INSTRUCTIONS FOR THE TASK. Could you count the lines in the data that contain "draw"? Reply with the number only.

▼

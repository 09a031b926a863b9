pub mod common;
pub mod cursor;
pub mod draw;
pub mod format_detector;
pub mod keywords;
pub mod library;
pub mod pcb;
pub mod pcb_schema;
pub mod schematic;
pub mod sexp;
pub mod token;

// Re-export for convenience
pub use cursor::{tokenize_line, LineCursor, ParseError};
pub use draw::{Draw, DrawObject};
pub use format_detector::{detect_format, DocumentFormat};
pub use keywords::Keyword;
pub use library::{LibComponent, Library, LibraryError};
pub use pcb::BoardError;
pub use pcb_schema::*;
pub use schematic::{Schematic, SchematicError};
pub use sexp::{LexError, Lexeme, LexemeKind, SexpLexer};
pub use token::Token;
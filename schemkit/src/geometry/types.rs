//! Integer points and axis-aligned rectangles.

use serde::{Deserialize, Serialize};
use std::ops::{Add, Sub};

/// 2D point in internal units (mils for library and schematic files).
#[derive(Debug, Clone, Copy, PartialEq, Eq, Hash, Default, Serialize, Deserialize)]
pub struct Point {
    pub x: i64,
    pub y: i64,
}

impl Point {
    pub const ZERO: Point = Point { x: 0, y: 0 };

    pub const fn new(x: i64, y: i64) -> Self {
        Self { x, y }
    }

    pub fn is_zero(&self) -> bool {
        self.x == 0 && self.y == 0
    }
}

impl Sub for Point {
    type Output = Point;

    fn sub(self, rhs: Point) -> Point {
        Point::new(self.x - rhs.x, self.y - rhs.y)
    }
}

impl Add for Point {
    type Output = Point;

    fn add(self, rhs: Point) -> Point {
        Point::new(self.x + rhs.x, self.y + rhs.y)
    }
}

/// Axis-aligned rectangle given by two corners.
///
/// Rectangles produced by bounding-box computations are always normalized
/// (`pos1` is the min corner, `pos2` the max corner). [`Rect::from_corners`]
/// keeps the corners as given.
#[derive(Debug, Clone, Copy, PartialEq, Eq, Default, Serialize, Deserialize)]
pub struct Rect {
    pub pos1: Point,
    pub pos2: Point,
}

impl Rect {
    pub const fn new(x1: i64, y1: i64, x2: i64, y2: i64) -> Self {
        Self {
            pos1: Point::new(x1, y1),
            pos2: Point::new(x2, y2),
        }
    }

    /// Build from raw corners without reordering them.
    pub const fn from_corners(pos1: Point, pos2: Point) -> Self {
        Self { pos1, pos2 }
    }

    /// Smallest normalized rectangle containing both points.
    pub fn enclosing(a: Point, b: Point) -> Self {
        Rect::new(a.x.min(b.x), a.y.min(b.y), a.x.max(b.x), a.y.max(b.y))
    }

    /// Reorder corners so that `pos1 <= pos2` component-wise.
    pub fn normalize(&self) -> Rect {
        Rect::enclosing(self.pos1, self.pos2)
    }

    /// Minimal rectangle enclosing both `self` and `other`.
    pub fn merge(&self, other: &Rect) -> Rect {
        let a = self.normalize();
        let b = other.normalize();
        Rect::new(
            a.pos1.x.min(b.pos1.x),
            a.pos1.y.min(b.pos1.y),
            a.pos2.x.max(b.pos2.x),
            a.pos2.y.max(b.pos2.y),
        )
    }

    pub fn width(&self) -> i64 {
        (self.pos2.x - self.pos1.x).abs()
    }

    pub fn height(&self) -> i64 {
        (self.pos2.y - self.pos1.y).abs()
    }

    pub fn is_empty(&self) -> bool {
        self.width() == 0 || self.height() == 0
    }

    pub fn contains(&self, p: Point) -> bool {
        let r = self.normalize();
        p.x >= r.pos1.x && p.x <= r.pos2.x && p.y >= r.pos1.y && p.y <= r.pos2.y
    }
}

▲

ANSWER. 2